Last summer, President Obama announced that a complete DEM of the Arctic will be completed by next year. The ArcticDEM will be a continous, 8m and then 2m DEM mosaic of all land masses above 60 degrees North (above the latitude of SRTM), constructed from DigitalGlobe Inc. satellite imagery. SETSM is the primary software for DEM extraction for ArcticDEM and we have been working feverishly to ramp up data processing on the Blue Waters Supercomputer while simultaneously continuing SETSM development and post-processing, mosaicking and registration methods. Nearly all of Alaska, Greenland, Scandanavia and large parts of Russia and Canada have already been processed to 8m. This enables data filtering and algorithm development. Once complete, the resolution will be increased to 2m for the final product.
The National Science Foundation has awarded our team $400K over two years as part of the Polar Cyber-infrastructure Program to further develop and optimize SETSM and implement SESTM as a “Software-As-A-Service” on the NSF’s eXtreme Science and Engineering Discovery Environment (XSEDE) high-performance computing network. This grant will also fund the open source release of SETSM.
A good example of the detail SETSM is able to recover from WorldView stereo imagery over bare surfaces is shown at the the Yunaska Volcano in the Aleutian Island Chain, shown below. Download the image to explore the lava flows and crater a full resolution (2 meters). This DEM was created fully automatically, with no seed DEM or tuning of settings. The filtering for surrounding water and clouds was also automatic (based on matching point density and morphology).
The Barnes Ice Cap on Baffin Island, Canada has been rapidly shrinking for decades. In order to test our ability to automatically construct registered DEM mosaics, we built a complete , 10-m posting DEM of the Barnes using WorldView 1 and 2 imagery from the spring/summer of 2011, close in time to a LiDAR survey by NASA’s Operation IceBridge. Some manual quality control was performed to mask clouds. The DEM was three-dimensionally registered to the LiDAR survey. The resulting mosaic has a 1-sigma error of 0.4 m compared to the LiDAR (which itself has an accuracy of 0.2 m). A hill shade representation of the resulting DEM mosaic at 5x vertical exaggeration is shown below. Visible are dendritic networks of meltwater channels beneath the snow extending from the ice divide.
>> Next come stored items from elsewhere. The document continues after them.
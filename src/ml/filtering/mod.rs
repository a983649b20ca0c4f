pub mod correlation;
pub mod experiments;
pub mod filter;

pub use correlation::{CorrelationMatrix, CorrelationMethod};
pub use experiments::{build_experiment, top_n, Experiment};
pub use filter::{FeatureSelector, SelectionOutcome};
Thanks to the Ohio Supercomputer Center, we were able to process the entire WorldView stereo image inventory over Nepal. As before, these are being distributed through the Polar Geospatial Center. We are continuing to process data as they arrive and hope to have some pre/post event comparisons to show soon.
Google Earth image overlain with hillshade representations of the DEM’s that have been produced to date and are available at the PGC.
The SETSM team is working quickly to produce high resolution elevation models for use in the Nepali earthquake relief effort. These data are critical for a range of uses, including mapping infrastructure, planning rescues and assessing slope stability. Thus far, we have produced an 8-m Digital Terrain Model mosaic (hillshade image right) of the Kathmandu area, distributed freely at the PGC elevation data portal. This initial version of the mosaic was produced automatically and, therefore, has blunders and edge artifacts. It has also not been registered. Besides improving on this DEM, we will be processing the entirely useable archive of Worldview stereo imagery over Nepal starting next week in order to expand coverage. Check back for updates.
See this OSC press release about the Nepal DEM/DTM generation.
We have completed processing and mosaicing of West and Northwest Greenland at 10 m resolution. The data are available via the PGC web portal. Note that the northern half of the mosaic has much more complete coverage than the southern half. This is due to both the expanded capacity and tasking of WorldView over the past year. We are now backfilling the southern regions with the additional imagery to provide continuous surfaces.
The Surface Extraction from TIN-based Searchspace Minimization (SETSM) software is a fully automatic algorithm for deriving Digital Terrain Models (DTM) from pairs of satellite imagery. The lead author of SETSM is Dr. Myoung-Jong Noh of the Byrd Polar & Climate Research Center at OSU. An overview of SETSM and a validation of DTM’s created with SETSM from Worldview imagery is provided in Noh and Howat (2015).
SETSM is designed for instant installation and user-friendly operation. SETSM is written entirely in the C programming language and requires no external libraries. It requires no pre-existing terrain information or site-specific parameters, using only the information contained in the imagery metadata. SETSM is currently installed and running on HPC systems at the Ohio Supercomputer Center, NSF XSEDE and NASA. Linux and Windows distributions of SETSM are now available for beta users. If you are interested in trying SETSM , please contact either Dr. Myoung-Jong Noh or Dr. Ian Howat.
In partnership with the Polar Geospatial Center, our group has embarked on a massive implementation of SETSM to derive high-resolution (2-10 meter) DTM mosaics of large areas. These data are openly available, and new data are being added as they are produced.
SETSM was developed as part of grant NNX10AN61G from the US National Aeronautics and Space Administration.